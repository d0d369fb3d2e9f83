use std::collections::{HashMap, HashSet};
use std::sync::Arc;

use async_trait::async_trait;
use chrono::Utc;
use serde_json::json;

use crate::achievements::achievements_model::{
    AchievementDefinition, AchievementProgress, EngagementAction, Metric, UnlockedAchievement,
};
use crate::achievements::achievements_traits::{
    AchievementServiceTrait, EngagementMetricsRepositoryTrait, UnlockedAchievementRepositoryTrait,
};
use crate::achievements::catalog::AchievementCatalog;
use crate::auth::Requester;
use crate::errors::Result;
use crate::ledger::{LedgerServiceTrait, NewPointTransaction, PointSource};

/// Predicate-based rule engine over the static achievement catalog.
///
/// Unlocking is monotonic and idempotent: the storage-level uniqueness of
/// (user, achievement) is the boundary, and the reward is only emitted when
/// this call actually wrote the unlock row.
pub struct AchievementService {
    catalog: Arc<AchievementCatalog>,
    unlocked_repo: Arc<dyn UnlockedAchievementRepositoryTrait>,
    metrics_repo: Arc<dyn EngagementMetricsRepositoryTrait>,
    ledger_service: Arc<dyn LedgerServiceTrait>,
}

impl AchievementService {
    pub fn new(
        catalog: Arc<AchievementCatalog>,
        unlocked_repo: Arc<dyn UnlockedAchievementRepositoryTrait>,
        metrics_repo: Arc<dyn EngagementMetricsRepositoryTrait>,
        ledger_service: Arc<dyn LedgerServiceTrait>,
    ) -> Self {
        AchievementService {
            catalog,
            unlocked_repo,
            metrics_repo,
            ledger_service,
        }
    }

    /// Whether every requirement of the definition currently holds.
    /// Cumulative metrics read the counter store; a single-event threshold
    /// is only ever satisfied by the triggering action's own payload.
    fn is_satisfied(
        definition: &AchievementDefinition,
        counts: &HashMap<Metric, i64>,
        action: &EngagementAction,
    ) -> bool {
        definition.requirements.iter().all(|req| match req.metric {
            Metric::QuizScore => match action {
                EngagementAction::QuizCompleted(outcome) => outcome.score >= req.target,
                _ => false,
            },
            metric => counts.get(&metric).copied().unwrap_or(0) >= req.target,
        })
    }

    fn requirement_progress(req_current: i64, target: i64) -> f64 {
        if target <= 0 {
            return 1.0;
        }
        (req_current as f64 / target as f64).clamp(0.0, 1.0)
    }
}

#[async_trait]
impl AchievementServiceTrait for AchievementService {
    async fn on_action(
        &self,
        user_id: &str,
        action: &EngagementAction,
    ) -> Result<Vec<UnlockedAchievement>> {
        // Maintain the O(1) counters before evaluating anything.
        for metric in action.affected_metrics() {
            if metric.is_cumulative() {
                self.metrics_repo.increment(user_id, *metric, 1).await?;
            }
        }

        let already_unlocked: HashSet<String> = self
            .unlocked_repo
            .get_unlocked(user_id)?
            .into_iter()
            .map(|u| u.achievement_id)
            .collect();

        let counts = self.metrics_repo.get_counts(user_id)?;

        let mut newly_unlocked = Vec::new();
        for definition in self.catalog.definitions() {
            if already_unlocked.contains(&definition.id)
                || !definition.is_candidate_for(action)
                || !Self::is_satisfied(definition, &counts, action)
            {
                continue;
            }

            let unlock = UnlockedAchievement {
                user_id: user_id.to_string(),
                achievement_id: definition.id.clone(),
                earned_at: Utc::now(),
            };

            // A concurrent trigger may have won the insert; losing is a
            // successful no-op and must not award a second time.
            if !self.unlocked_repo.insert_if_absent(unlock.clone()).await? {
                continue;
            }

            log::info!(
                "user {} unlocked achievement '{}' (+{} points)",
                user_id,
                definition.id,
                definition.reward_points
            );

            self.ledger_service
                .award(
                    NewPointTransaction::new(
                        user_id,
                        definition.reward_points,
                        definition.name.clone(),
                        PointSource::Achievement,
                    )
                    .with_metadata(json!({ "achievementId": definition.id })),
                )
                .await?;

            newly_unlocked.push(unlock);
        }

        Ok(newly_unlocked)
    }

    fn get_progress(
        &self,
        requester: &Requester,
        user_id: &str,
    ) -> Result<Vec<AchievementProgress>> {
        requester.ensure_can_view(user_id)?;

        let unlocked: HashMap<String, _> = self
            .unlocked_repo
            .get_unlocked(user_id)?
            .into_iter()
            .map(|u| (u.achievement_id.clone(), u.earned_at))
            .collect();
        let counts = self.metrics_repo.get_counts(user_id)?;

        let progress = self
            .catalog
            .definitions()
            .iter()
            .map(|definition| {
                let earned_at = unlocked.get(&definition.id).copied();
                let progress_percent = if earned_at.is_some() {
                    100.0
                } else {
                    let total: f64 = definition
                        .requirements
                        .iter()
                        .map(|req| {
                            let current = if req.metric.is_cumulative() {
                                counts.get(&req.metric).copied().unwrap_or(0)
                            } else {
                                // Single-event thresholds have no running
                                // value to report.
                                0
                            };
                            Self::requirement_progress(current, req.target)
                        })
                        .sum();
                    total / definition.requirements.len() as f64 * 100.0
                };
                AchievementProgress {
                    definition: definition.clone(),
                    unlocked: earned_at.is_some(),
                    earned_at,
                    progress_percent,
                }
            })
            .collect();

        Ok(progress)
    }
}
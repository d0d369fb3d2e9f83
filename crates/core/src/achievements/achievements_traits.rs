use std::collections::HashMap;

use async_trait::async_trait;

use crate::achievements::achievements_model::{
    AchievementProgress, EngagementAction, Metric, UnlockedAchievement,
};
use crate::auth::Requester;
use crate::errors::Result;

/// Trait for the unlocked-achievement store.
///
/// The storage layer enforces uniqueness of (user_id, achievement_id); the
/// insert reports whether a row was actually written so a losing racer can
/// treat its attempt as a no-op instead of double-awarding.
#[async_trait]
pub trait UnlockedAchievementRepositoryTrait: Send + Sync {
    /// Returns `true` when the unlock row was written, `false` when it
    /// already existed.
    async fn insert_if_absent(&self, unlock: UnlockedAchievement) -> Result<bool>;

    fn get_unlocked(&self, user_id: &str) -> Result<Vec<UnlockedAchievement>>;
}

/// Trait for the incremental per-user metric counters.
///
/// Counters keep requirement evaluation O(1) as history grows; they are a
/// read-model over the source-of-truth tables, maintained on every action.
#[async_trait]
pub trait EngagementMetricsRepositoryTrait: Send + Sync {
    /// Adds `by` to the counter and returns the new value.
    async fn increment(&self, user_id: &str, metric: Metric, by: i64) -> Result<i64>;

    fn get_count(&self, user_id: &str, metric: Metric) -> Result<i64>;

    fn get_counts(&self, user_id: &str) -> Result<HashMap<Metric, i64>>;
}

/// Trait for achievement service operations.
#[async_trait]
pub trait AchievementServiceTrait: Send + Sync {
    /// Evaluates the catalog against the user's metrics after a qualifying
    /// action; unlocks and rewards at most once per achievement. Returns
    /// the achievements unlocked by this call.
    async fn on_action(
        &self,
        user_id: &str,
        action: &EngagementAction,
    ) -> Result<Vec<UnlockedAchievement>>;

    /// Unlocked and locked catalog entries with per-achievement progress.
    fn get_progress(&self, requester: &Requester, user_id: &str)
        -> Result<Vec<AchievementProgress>>;
}
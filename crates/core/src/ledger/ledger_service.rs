use std::sync::Arc;

use async_trait::async_trait;
use chrono::{DateTime, Utc};

use crate::auth::Requester;
use crate::errors::Result;
use crate::ledger::ledger_model::{
    level_for_balance, LevelInfo, NewPointTransaction, PointTransaction, TransactionPage,
};
use crate::ledger::ledger_traits::{LedgerRepositoryTrait, LedgerServiceTrait};

pub struct LedgerService {
    ledger_repo: Arc<dyn LedgerRepositoryTrait>,
}

impl LedgerService {
    pub fn new(ledger_repo: Arc<dyn LedgerRepositoryTrait>) -> Self {
        LedgerService { ledger_repo }
    }
}

#[async_trait]
impl LedgerServiceTrait for LedgerService {
    async fn award(&self, new_tx: NewPointTransaction) -> Result<PointTransaction> {
        new_tx.validate()?;
        log::debug!(
            "awarding {} points to user {} (source {}, reason '{}')",
            new_tx.amount,
            new_tx.user_id,
            new_tx.source,
            new_tx.reason
        );
        self.ledger_repo.insert_transaction(new_tx).await
    }

    fn get_balance(&self, user_id: &str, as_of: Option<DateTime<Utc>>) -> Result<i64> {
        self.ledger_repo.sum_amount_for_user(user_id, as_of)
    }

    fn get_level_info(&self, user_id: &str) -> Result<LevelInfo> {
        let balance = self.ledger_repo.sum_amount_for_user(user_id, None)?;
        Ok(level_for_balance(balance))
    }

    fn get_history(
        &self,
        requester: &Requester,
        user_id: &str,
        page: i64,
        page_size: i64,
    ) -> Result<TransactionPage> {
        requester.ensure_can_view(user_id)?;
        self.ledger_repo
            .get_transactions_page(user_id, page.max(0), page_size.clamp(1, 500))
    }
}
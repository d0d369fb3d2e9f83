use async_trait::async_trait;

use crate::checkins::checkins_model::{CheckIn, CheckInMode, CheckInResult, Event, NewCheckIn};
use crate::errors::Result;

/// Read access to event records owned by the event directory collaborator.
/// The upsert exists for that collaborator's administrative path.
#[async_trait]
pub trait EventRepositoryTrait: Send + Sync {
    fn get_event(&self, event_id: &str) -> Result<Option<Event>>;
    async fn upsert_event(&self, event: Event) -> Result<Event>;
}

/// Trait for the check-in store.
#[async_trait]
pub trait CheckInRepositoryTrait: Send + Sync {
    /// Capacity-checked insert. The count, the comparison against
    /// `capacity`, and the insert run in one storage transaction so that
    /// concurrent admissions can never together exceed capacity. A
    /// duplicate (user, event) pair fails with `AlreadyCheckedIn`; a full
    /// event fails with `AtCapacity`.
    async fn insert_check_in(
        &self,
        new_check_in: NewCheckIn,
        capacity: Option<i64>,
    ) -> Result<CheckIn>;

    fn has_checked_in(&self, user_id: &str, event_id: &str) -> Result<bool>;

    fn count_for_event(&self, event_id: &str) -> Result<i64>;

    fn get_check_ins_for_user(&self, user_id: &str) -> Result<Vec<CheckIn>>;
}

/// Trait for check-in intake operations.
#[async_trait]
pub trait CheckInServiceTrait: Send + Sync {
    /// Validates and records a check-in, then awards points and runs the
    /// achievement rule engine.
    async fn check_in(
        &self,
        user_id: &str,
        event_id: &str,
        mode: CheckInMode,
    ) -> Result<CheckInResult>;

    fn get_event_check_in_count(&self, event_id: &str) -> Result<i64>;

    fn get_user_check_ins(&self, user_id: &str) -> Result<Vec<CheckIn>>;
}
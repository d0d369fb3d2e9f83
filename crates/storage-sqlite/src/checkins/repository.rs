use std::sync::Arc;

use async_trait::async_trait;
use chrono::Utc;
use diesel::prelude::*;
use diesel::r2d2::{ConnectionManager, Pool};
use diesel::sqlite::SqliteConnection;
use uuid::Uuid;

use civicly_core::checkins::{
    CheckIn, CheckInError, CheckInRepositoryTrait, NewCheckIn,
};
use civicly_core::{Error, Result};

use super::model::CheckInDB;
use crate::db::{get_connection, WriteHandle};
use crate::errors::{is_unique_violation, StorageError};
use crate::schema::check_ins;
use crate::utils::format_timestamp;

/// Repository for check-in rows.
pub struct CheckInRepository {
    pool: Arc<Pool<ConnectionManager<SqliteConnection>>>,
    writer: WriteHandle,
}

impl CheckInRepository {
    pub fn new(pool: Arc<Pool<ConnectionManager<SqliteConnection>>>, writer: WriteHandle) -> Self {
        CheckInRepository { pool, writer }
    }
}

#[async_trait]
impl CheckInRepositoryTrait for CheckInRepository {
    async fn insert_check_in(
        &self,
        new_check_in: NewCheckIn,
        capacity: Option<i64>,
    ) -> Result<CheckIn> {
        self.writer
            .exec(move |conn: &mut SqliteConnection| -> Result<CheckIn> {
                // Duplicate, count, capacity comparison and insert all run in
                // the writer's single immediate transaction, so two racing
                // check-ins can never together exceed capacity.
                let duplicate: i64 = check_ins::table
                    .filter(check_ins::user_id.eq(&new_check_in.user_id))
                    .filter(check_ins::event_id.eq(&new_check_in.event_id))
                    .count()
                    .get_result(conn)
                    .map_err(StorageError::from)?;
                if duplicate > 0 {
                    return Err(Error::CheckIn(CheckInError::AlreadyCheckedIn(
                        new_check_in.event_id,
                    )));
                }

                if let Some(max) = capacity {
                    let current: i64 = check_ins::table
                        .filter(check_ins::event_id.eq(&new_check_in.event_id))
                        .count()
                        .get_result(conn)
                        .map_err(StorageError::from)?;
                    if current >= max {
                        return Err(Error::CheckIn(CheckInError::AtCapacity(
                            new_check_in.event_id,
                        )));
                    }
                }

                let check_in_db = CheckInDB {
                    id: Uuid::new_v4().to_string(),
                    user_id: new_check_in.user_id,
                    event_id: new_check_in.event_id,
                    latitude: new_check_in.location.map(|c| c.lat),
                    longitude: new_check_in.location.map(|c| c.lng),
                    checked_in_at: format_timestamp(Utc::now()),
                };
                let result_db = diesel::insert_into(check_ins::table)
                    .values(&check_in_db)
                    .returning(CheckInDB::as_returning())
                    .get_result(conn)
                    .map_err(|e| {
                        // The unique index is the last line of defence for
                        // writers outside this actor.
                        if is_unique_violation(&e) {
                            Error::CheckIn(CheckInError::AlreadyCheckedIn(
                                check_in_db.event_id.clone(),
                            ))
                        } else {
                            Error::from(StorageError::from(e))
                        }
                    })?;
                Ok(CheckIn::from(result_db))
            })
            .await
    }

    fn has_checked_in(&self, user_id: &str, event_id: &str) -> Result<bool> {
        let mut conn = get_connection(&self.pool)?;
        let count: i64 = check_ins::table
            .filter(check_ins::user_id.eq(user_id))
            .filter(check_ins::event_id.eq(event_id))
            .count()
            .get_result(&mut conn)
            .map_err(StorageError::from)?;
        Ok(count > 0)
    }

    fn count_for_event(&self, event_id: &str) -> Result<i64> {
        let mut conn = get_connection(&self.pool)?;
        let count = check_ins::table
            .filter(check_ins::event_id.eq(event_id))
            .count()
            .get_result(&mut conn)
            .map_err(StorageError::from)?;
        Ok(count)
    }

    fn get_check_ins_for_user(&self, user_id: &str) -> Result<Vec<CheckIn>> {
        let mut conn = get_connection(&self.pool)?;
        let rows = check_ins::table
            .filter(check_ins::user_id.eq(user_id))
            .order(check_ins::checked_in_at.desc())
            .select(CheckInDB::as_select())
            .load::<CheckInDB>(&mut conn)
            .map_err(StorageError::from)?;
        Ok(rows.into_iter().map(CheckIn::from).collect())
    }
}
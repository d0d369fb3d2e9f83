//! Geo validator: great-circle distance and check-in admission.
//!
//! Pure functions, no side effects. Distance uses the haversine formula on
//! a spherical-earth model.

use serde::{Deserialize, Serialize};

use crate::constants::{EARTH_RADIUS_KM, GEOFENCE_RADIUS_METERS};
use crate::errors::{Error, Result, ValidationError};

/// A WGS84 latitude/longitude pair in decimal degrees.
#[derive(Debug, Clone, Copy, PartialEq, Serialize, Deserialize)]
#[serde(rename_all = "camelCase")]
pub struct Coordinate {
    pub lat: f64,
    pub lng: f64,
}

impl Coordinate {
    pub fn new(lat: f64, lng: f64) -> Self {
        Coordinate { lat, lng }
    }

    /// Rejects non-finite values and out-of-range degrees.
    pub fn validate(&self) -> Result<()> {
        let in_range = self.lat.is_finite()
            && self.lng.is_finite()
            && (-90.0..=90.0).contains(&self.lat)
            && (-180.0..=180.0).contains(&self.lng);
        if in_range {
            Ok(())
        } else {
            Err(Error::Validation(ValidationError::InvalidInput(format!(
                "invalid coordinate ({}, {})",
                self.lat, self.lng
            ))))
        }
    }
}

/// Outcome of admission validation for a geofenced check-in.
#[derive(Debug, Clone, PartialEq)]
pub enum Admission {
    Admitted { distance_m: f64 },
    TooFar { distance_m: f64 },
    AtCapacity,
    AlreadyCheckedIn,
}

/// Great-circle distance between two coordinates in kilometers
/// (haversine, spherical earth of radius 6371 km).
pub fn distance_km(a: Coordinate, b: Coordinate) -> f64 {
    let lat_a = a.lat.to_radians();
    let lat_b = b.lat.to_radians();
    let d_lat = (b.lat - a.lat).to_radians();
    let d_lng = (b.lng - a.lng).to_radians();

    let h = (d_lat / 2.0).sin().powi(2)
        + lat_a.cos() * lat_b.cos() * (d_lng / 2.0).sin().powi(2);
    let c = 2.0 * h.sqrt().asin();

    EARTH_RADIUS_KM * c
}

/// Classifies a geofenced check-in attempt.
///
/// A reported position is admitted only strictly inside the 100 m geofence.
/// A duplicate attempt is reported as such before the capacity verdict so
/// that an already-admitted user is never told the event is full.
pub fn validate_admission(
    reported: Coordinate,
    event_location: Coordinate,
    capacity: Option<i64>,
    existing_count: i64,
    already_checked_in: bool,
) -> Admission {
    let distance_m = distance_km(reported, event_location) * 1000.0;
    if distance_m >= GEOFENCE_RADIUS_METERS {
        return Admission::TooFar { distance_m };
    }
    if already_checked_in {
        return Admission::AlreadyCheckedIn;
    }
    if let Some(max) = capacity {
        if existing_count >= max {
            return Admission::AtCapacity;
        }
    }
    Admission::Admitted { distance_m }
}
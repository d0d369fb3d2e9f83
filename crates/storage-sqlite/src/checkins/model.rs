//! Database models for check-ins.

use diesel::prelude::*;
use serde::{Deserialize, Serialize};

use civicly_core::checkins::CheckIn;
use civicly_core::geo::Coordinate;

use crate::utils::parse_timestamp;

#[derive(Queryable, Identifiable, Insertable, Selectable, Serialize, Deserialize, Debug, Clone)]
#[diesel(table_name = crate::schema::check_ins)]
#[diesel(check_for_backend(diesel::sqlite::Sqlite))]
pub struct CheckInDB {
    pub id: String,
    pub user_id: String,
    pub event_id: String,
    pub latitude: Option<f64>,
    pub longitude: Option<f64>,
    pub checked_in_at: String,
}

impl From<CheckInDB> for CheckIn {
    fn from(db: CheckInDB) -> Self {
        let location = match (db.latitude, db.longitude) {
            (Some(lat), Some(lng)) => Some(Coordinate::new(lat, lng)),
            _ => None,
        };
        CheckIn {
            location,
            checked_in_at: parse_timestamp(&db.checked_in_at, "check_ins.checked_in_at"),
            id: db.id,
            user_id: db.user_id,
            event_id: db.event_id,
        }
    }
}
//! Check-in domain models.

use std::fmt;
use std::str::FromStr;

use chrono::{DateTime, Utc};
use serde::{Deserialize, Serialize};

use crate::achievements::UnlockedAchievement;
use crate::geo::Coordinate;

pub const EVENT_STATUS_ACTIVE: &str = "ACTIVE";
pub const EVENT_STATUS_INACTIVE: &str = "INACTIVE";

#[derive(Debug, Clone, Copy, PartialEq, Eq, Serialize, Deserialize)]
#[serde(rename_all = "SCREAMING_SNAKE_CASE")]
pub enum EventStatus {
    Active,
    Inactive,
}

impl EventStatus {
    pub fn as_str(&self) -> &'static str {
        match self {
            EventStatus::Active => EVENT_STATUS_ACTIVE,
            EventStatus::Inactive => EVENT_STATUS_INACTIVE,
        }
    }
}

impl FromStr for EventStatus {
    type Err = String;

    fn from_str(s: &str) -> std::result::Result<Self, Self::Err> {
        match s {
            EVENT_STATUS_ACTIVE => Ok(EventStatus::Active),
            EVENT_STATUS_INACTIVE => Ok(EventStatus::Inactive),
            _ => Err(format!("unknown event status: {}", s)),
        }
    }
}

impl fmt::Display for EventStatus {
    fn fmt(&self, f: &mut fmt::Formatter<'_>) -> fmt::Result {
        write!(f, "{}", self.as_str())
    }
}

/// Check-in target, owned by the event directory collaborator. Read-only
/// from the engine's perspective.
#[derive(Debug, Clone, PartialEq, Serialize, Deserialize)]
#[serde(rename_all = "camelCase")]
pub struct Event {
    pub id: String,
    pub name: String,
    pub location: Coordinate,
    /// `None` means unlimited admission.
    pub capacity: Option<i64>,
    pub secret_code: Option<String>,
    pub status: EventStatus,
}

/// A recorded attendance. At most one per (user, event).
#[derive(Debug, Clone, PartialEq, Serialize, Deserialize)]
#[serde(rename_all = "camelCase")]
pub struct CheckIn {
    pub id: String,
    pub user_id: String,
    pub event_id: String,
    /// The reporting device's position; absent for secret-code check-ins.
    pub location: Option<Coordinate>,
    pub checked_in_at: DateTime<Utc>,
}

/// Input model for recording a check-in.
#[derive(Debug, Clone, Serialize, Deserialize)]
#[serde(rename_all = "camelCase")]
pub struct NewCheckIn {
    pub user_id: String,
    pub event_id: String,
    pub location: Option<Coordinate>,
}

/// How the user proves attendance.
#[derive(Debug, Clone, PartialEq, Serialize, Deserialize)]
#[serde(tag = "mode", rename_all = "SCREAMING_SNAKE_CASE")]
pub enum CheckInMode {
    Geo { lat: f64, lng: f64 },
    Secret { code: String },
}

/// Outcome of a successful check-in.
#[derive(Debug, Clone, Serialize, Deserialize)]
#[serde(rename_all = "camelCase")]
pub struct CheckInResult {
    pub check_in: CheckIn,
    pub points_awarded: i64,
    pub unlocked: Vec<UnlockedAchievement>,
    /// Set when the check-in was recorded but the reward step hit a
    /// transient storage failure; the recorded check-in is never reverted
    /// and the reward is retried by the caller.
    pub reward_pending: bool,
}
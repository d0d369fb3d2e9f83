use std::sync::Arc;

use chrono::Utc;

use crate::errors::Result;
use crate::leaderboard::leaderboard_model::{Leaderboard, LeaderboardEntry, LeaderboardScope};
use crate::leaderboard::leaderboard_traits::{LeaderboardServiceTrait, RegionDirectoryTrait};
use crate::ledger::LedgerRepositoryTrait;

/// Computes rankings on demand from ledger transactions. Nothing is stored;
/// the leaderboard is a pure read path.
pub struct LeaderboardService {
    ledger_repo: Arc<dyn LedgerRepositoryTrait>,
    region_directory: Option<Arc<dyn RegionDirectoryTrait>>,
}

impl LeaderboardService {
    pub fn new(
        ledger_repo: Arc<dyn LedgerRepositoryTrait>,
        region_directory: Option<Arc<dyn RegionDirectoryTrait>>,
    ) -> Self {
        LeaderboardService {
            ledger_repo,
            region_directory,
        }
    }
}

impl LeaderboardServiceTrait for LeaderboardService {
    fn rank(&self, scope: &LeaderboardScope, for_user: Option<&str>) -> Result<Leaderboard> {
        let range = scope.window.range(Utc::now());

        // Geography restricts the candidate user set before any sums are
        // taken; it never filters individual transactions.
        let user_filter = match (&scope.region, &self.region_directory) {
            (Some(region), Some(directory)) => Some(directory.users_in(region)?),
            (Some(_), None) => {
                log::warn!("geographic scope requested but no region directory is configured");
                Some(Vec::new())
            }
            (None, _) => None,
        };

        if let Some(filter) = &user_filter {
            if filter.is_empty() {
                return Ok(Leaderboard {
                    entries: Vec::new(),
                    user_position: None,
                });
            }
        }

        let mut sums = self
            .ledger_repo
            .sum_points_by_user(range, user_filter.as_deref())?;

        // Descending by points; ties ordered deterministically by earliest
        // in-window activity, then user id.
        sums.sort_by(|a, b| {
            b.total
                .cmp(&a.total)
                .then_with(|| a.first_earned_at.cmp(&b.first_earned_at))
                .then_with(|| a.user_id.cmp(&b.user_id))
        });

        let mut entries = Vec::with_capacity(sums.len());
        let mut position = 0i64;
        let mut prev_total = None;
        for (idx, sum) in sums.into_iter().enumerate() {
            if prev_total != Some(sum.total) {
                position = idx as i64 + 1;
                prev_total = Some(sum.total);
            }
            entries.push(LeaderboardEntry {
                position,
                user_id: sum.user_id,
                points: sum.total,
            });
        }

        let user_position = for_user.and_then(|user_id| {
            entries
                .iter()
                .find(|e| e.user_id == user_id)
                .map(|e| e.position)
        });

        Ok(Leaderboard {
            entries,
            user_position,
        })
    }
}
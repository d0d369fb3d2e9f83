//! SQLite storage implementation for the Civicly engagement engine.
//!
//! This crate provides all database-related functionality using Diesel ORM
//! with SQLite. It implements the repository traits defined in
//! `civicly-core` and contains:
//! - Database connection pooling and management
//! - Diesel migrations
//! - Repository implementations for all domain entities
//! - Database-specific model types (with Diesel derives)
//!
//! # Architecture
//!
//! This crate is the only place in the application where Diesel dependencies
//! exist. `core` is database-agnostic and works with traits.
//!
//! ```text
//!        core (domain)
//!              │
//!              ▼
//!     storage-sqlite (this crate)
//!              │
//!              ▼
//!          SQLite DB
//! ```
//!
//! All writes funnel through a single writer actor holding one connection;
//! every write job runs inside an immediate transaction. This is what makes
//! the capacity-checked check-in insert atomic under concurrency.

pub mod db;
pub mod errors;
pub mod schema;
pub mod utils;

// Repository implementations
pub mod achievements;
pub mod checkins;
pub mod events;
pub mod goals;
pub mod ledger;

// Re-export database utilities
pub use db::{
    create_pool, get_connection, get_db_path, init, run_migrations, spawn_writer, DbConnection,
    DbPool, WriteHandle,
};

// Re-export storage errors and conversion helpers
pub use errors::StorageError;

// Re-export from civicly-core for convenience
pub use civicly_core::errors::{DatabaseError, Error, Result};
· · · · ·
Quote exactly the stretch of lines above that starts at the first one and ends at the line with "storage-level uniqueness of", and nothing beyond it.

[Finished exercise]:
repository d0d369fb3d2e9f83
use std::collections::{HashMap, HashSet};
use std::sync::Arc;

use async_trait::async_trait;
use chrono::Utc;
use serde_json::json;

use crate::achievements::achievements_model::{
    AchievementDefinition, AchievementProgress, EngagementAction, Metric, UnlockedAchievement,
};
use crate::achievements::achievements_traits::{
    AchievementServiceTrait, EngagementMetricsRepositoryTrait, UnlockedAchievementRepositoryTrait,
};
use crate::achievements::catalog::AchievementCatalog;
use crate::auth::Requester;
use crate::errors::Result;
use crate::ledger::{LedgerServiceTrait, NewPointTransaction, PointSource};

/// Predicate-based rule engine over the static achievement catalog.
///
/// Unlocking is monotonic and idempotent: the storage-level uniqueness of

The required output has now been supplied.